I ragazzi di oggi crescono in un mondo segnato da crisi, emergenze e forti cambiamenti sociali. Ciò li rende spesso più consapevoli del proprio ruolo all’interno della società. Comprendono profondamente che le loro azioni hanno un peso e che, nei momenti critici, ciascuno può fare la differenza. La tragedia di Crans-Montana lo dimostra chiaramente: di fronte al pericolo, molti giovani hanno reagito non con egoismo e cieco istinto di sopravvivenza; ma con lucidità e senso di responsabilità.
L’empatia non è solo un sentimento, ma un valore che si traduce in azioni concrete. E del resto, anche l’esposizione ai social (seppur coi suoi lati oscuri) favorisce il continuo confronto con gli altri, nonché con temi umani che evidenziano il nostro ruolo nel mondo, contribuendo a formare giovani più attenti all’altro.
E proprio durante la cerimonia commemorativa, tenutasi il 9 gennaio a Martigny, in Svizzera, per ricordare le 40 vittime dell’incendio nel locale Le Constellation, tre giovani sopravvissuti hanno letto un messaggio rivolto ai coetanei.
“Siamo una generazione che cresce in un mondo difficile e fragile” Ha ricordato una giovane superstite “eppure, crediamo e lottiamo per ciò che conta davvero.”
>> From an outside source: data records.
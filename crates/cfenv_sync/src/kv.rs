//! Remote key-value store access.
//!
//! The fetcher reads through [`KvStore`], which exposes exactly the two
//! read operations it needs. [`RemoteKv`] implements it over the Workers KV
//! REST API; [`MemoryKv`] keeps everything in memory for tests and local
//! tooling.

use crate::error::{CfenvError, CfenvResult};
use crate::http::{HttpClient, Method};
use crate::transport::{CancelToken, Transport};
use parking_lot::RwLock;
use serde::Deserialize;
use std::collections::BTreeMap;
use std::ops::Bound;
use std::sync::atomic::{AtomicBool, AtomicU64, Ordering};
use std::sync::Arc;
use tracing::debug;

/// Page size requested when listing keys.
pub const LIST_PAGE_LIMIT: usize = 1000;

/// One page of a key listing.
#[derive(Debug, Clone, Default, PartialEq, Eq)]
pub struct KeyPage {
    /// Key names on this page.
    pub names: Vec<String>,
    /// Cursor for the next page; `None` on the last page.
    pub cursor: Option<String>,
}

/// Read access to a key-value store.
pub trait KvStore: Send + Sync {
    /// Reads a value. Returns `Ok(None)` if the key does not exist.
    fn get_value(&self, key: &str, cancel: &CancelToken) -> CfenvResult<Option<String>>;

    /// Lists one page of keys starting with `prefix`.
    fn list_keys_page(
        &self,
        prefix: &str,
        cursor: Option<&str>,
        cancel: &CancelToken,
    ) -> CfenvResult<KeyPage>;

    /// Lists every key starting with `prefix`, following cursors until the
    /// store reports the last page.
    fn list_all_keys(&self, prefix: &str, cancel: &CancelToken) -> CfenvResult<Vec<String>> {
        let mut names = Vec::new();
        let mut cursor: Option<String> = None;
        let mut pages = 0usize;

        loop {
            let page = self.list_keys_page(prefix, cursor.as_deref(), cancel)?;
            pages += 1;
            names.extend(page.names);
            match page.cursor {
                Some(next) if !next.is_empty() => cursor = Some(next),
                _ => break,
            }
        }

        debug!(prefix, pages, keys = names.len(), "listed keys");
        Ok(names)
    }
}

impl<S: KvStore + ?Sized> KvStore for Arc<S> {
    fn get_value(&self, key: &str, cancel: &CancelToken) -> CfenvResult<Option<String>> {
        (**self).get_value(key, cancel)
    }

    fn list_keys_page(
        &self,
        prefix: &str,
        cursor: Option<&str>,
        cancel: &CancelToken,
    ) -> CfenvResult<KeyPage> {
        (**self).list_keys_page(prefix, cursor, cancel)
    }
}

#[derive(Debug, Deserialize)]
struct KeyName {
    name: String,
}

/// Result of a token verification call.
#[derive(Debug, Clone, Default, PartialEq, Eq, Deserialize)]
pub struct TokenStatus {
    /// Token ID.
    #[serde(default)]
    pub id: String,
    /// Token status as reported by the API (`"active"` for a usable token).
    #[serde(default)]
    pub status: String,
}

impl TokenStatus {
    /// Returns true if the token is active.
    pub fn is_active(&self) -> bool {
        self.status == "active"
    }
}

/// [`KvStore`] backed by the Workers KV REST API.
pub struct RemoteKv<C: HttpClient> {
    transport: Transport<C>,
    namespace_path: String,
}

impl<C: HttpClient> RemoteKv<C> {
    /// Creates a store for one namespace of one account.
    pub fn new(transport: Transport<C>, account_id: &str, namespace_id: &str) -> Self {
        let namespace_path = format!(
            "/accounts/{}/storage/kv/namespaces/{}",
            urlencoding::encode(account_id),
            urlencoding::encode(namespace_id)
        );
        Self {
            transport,
            namespace_path,
        }
    }

    /// Returns the underlying transport.
    pub fn transport(&self) -> &Transport<C> {
        &self.transport
    }

    /// Checks the API token against the token verification endpoint.
    pub fn verify_token(&self, cancel: &CancelToken) -> CfenvResult<TokenStatus> {
        let envelope = self.transport.execute_envelope::<TokenStatus>(
            Method::Get,
            "/user/tokens/verify",
            &[],
            cancel,
        )?;
        Ok(envelope.result.unwrap_or_default())
    }
}

impl<C: HttpClient> KvStore for RemoteKv<C> {
    fn get_value(&self, key: &str, cancel: &CancelToken) -> CfenvResult<Option<String>> {
        let path = format!("{}/values/{}", self.namespace_path, urlencoding::encode(key));
        let response = self.transport.execute(Method::Get, &path, &[], cancel)?;

        if response.status == 404 {
            return Ok(None);
        }
        if response.status >= 400 {
            return Err(CfenvError::Transport {
                message: format!("failed to read key {} (HTTP {})", key, response.status),
                retryable: crate::transport::is_retryable_status(response.status),
            });
        }
        Ok(Some(response.text()))
    }

    fn list_keys_page(
        &self,
        prefix: &str,
        cursor: Option<&str>,
        cancel: &CancelToken,
    ) -> CfenvResult<KeyPage> {
        let path = format!("{}/keys", self.namespace_path);
        let mut query = vec![
            ("prefix".to_string(), prefix.to_string()),
            ("limit".to_string(), LIST_PAGE_LIMIT.to_string()),
        ];
        if let Some(cursor) = cursor {
            query.push(("cursor".to_string(), cursor.to_string()));
        }

        let envelope = self
            .transport
            .execute_envelope::<Vec<KeyName>>(Method::Get, &path, &query, cancel)?;
        let cursor = envelope.next_cursor().map(str::to_string);
        let names = envelope
            .result
            .unwrap_or_default()
            .into_iter()
            .map(|k| k.name)
            .collect();

        Ok(KeyPage { names, cursor })
    }
}

/// In-memory [`KvStore`].
///
/// Listing is paginated with the last returned key as the cursor, so pages
/// stay consistent while keys are added or removed between calls.
#[derive(Debug)]
pub struct MemoryKv {
    data: RwLock<BTreeMap<String, String>>,
    page_size: usize,
    unavailable: AtomicBool,
    reads: AtomicU64,
}

impl Default for MemoryKv {
    fn default() -> Self {
        Self::new()
    }
}

impl MemoryKv {
    /// Creates an empty store with the remote page size.
    pub fn new() -> Self {
        Self::with_page_size(LIST_PAGE_LIMIT)
    }

    /// Creates an empty store that lists at most `page_size` keys per page.
    pub fn with_page_size(page_size: usize) -> Self {
        Self {
            data: RwLock::new(BTreeMap::new()),
            page_size: page_size.max(1),
            unavailable: AtomicBool::new(false),
            reads: AtomicU64::new(0),
        }
    }

    /// Stores a value.
    pub fn set(&self, key: impl Into<String>, value: impl Into<String>) {
        self.data.write().insert(key.into(), value.into());
    }

    /// Removes a value, returning it if present.
    pub fn remove(&self, key: &str) -> Option<String> {
        self.data.write().remove(key)
    }

    /// Removes every key starting with `prefix`.
    pub fn clear_prefix(&self, prefix: &str) {
        self.data.write().retain(|k, _| !k.starts_with(prefix));
    }

    /// Returns the number of stored keys.
    pub fn len(&self) -> usize {
        self.data.read().len()
    }

    /// Returns true if the store is empty.
    pub fn is_empty(&self) -> bool {
        self.data.read().is_empty()
    }

    /// Makes every subsequent read fail with a retryable transport error.
    pub fn set_unavailable(&self, unavailable: bool) {
        self.unavailable.store(unavailable, Ordering::SeqCst);
    }

    /// Returns the number of read operations served (values and pages).
    pub fn reads(&self) -> u64 {
        self.reads.load(Ordering::SeqCst)
    }

    fn begin_read(&self, cancel: &CancelToken) -> CfenvResult<()> {
        cancel.check()?;
        self.reads.fetch_add(1, Ordering::SeqCst);
        if self.unavailable.load(Ordering::SeqCst) {
            return Err(CfenvError::transport_retryable("store unavailable"));
        }
        Ok(())
    }
}

impl KvStore for MemoryKv {
    fn get_value(&self, key: &str, cancel: &CancelToken) -> CfenvResult<Option<String>> {
        self.begin_read(cancel)?;
        Ok(self.data.read().get(key).cloned())
    }

    fn list_keys_page(
        &self,
        prefix: &str,
        cursor: Option<&str>,
        cancel: &CancelToken,
    ) -> CfenvResult<KeyPage> {
        self.begin_read(cancel)?;
        let data = self.data.read();
        let start = match cursor {
            Some(after) => Bound::Excluded(after.to_string()),
            None => Bound::Included(prefix.to_string()),
        };

        let mut names: Vec<String> = data
            .range((start, Bound::Unbounded))
            .map(|(k, _)| k)
            .take_while(|k| k.starts_with(prefix))
            .take(self.page_size + 1)
            .cloned()
            .collect();

        let cursor = if names.len() > self.page_size {
            names.truncate(self.page_size);
            names.last().cloned()
        } else {
            None
        };

        Ok(KeyPage { names, cursor })
    }
}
“Ogni sforzo conta, anche quello che nessuno vede… Siamo fieri di voi… Non possiamo aggiungere giorni alla vita, ma possiamo aggiungere vita ai giorni.“
Crans-Montana rimane una ferita aperta, una tragedia che esige risposte e responsabilità. Ma attraverso quel dolore, fa capolino anche una verità che merita di essere raccontata: i giovani non sono una generazione vuota, o immancabilmente concentrata su di sé. Sono una generazione che soffre, che cade, ma che sa ancora stringersi attorno agli altri quando conta davvero.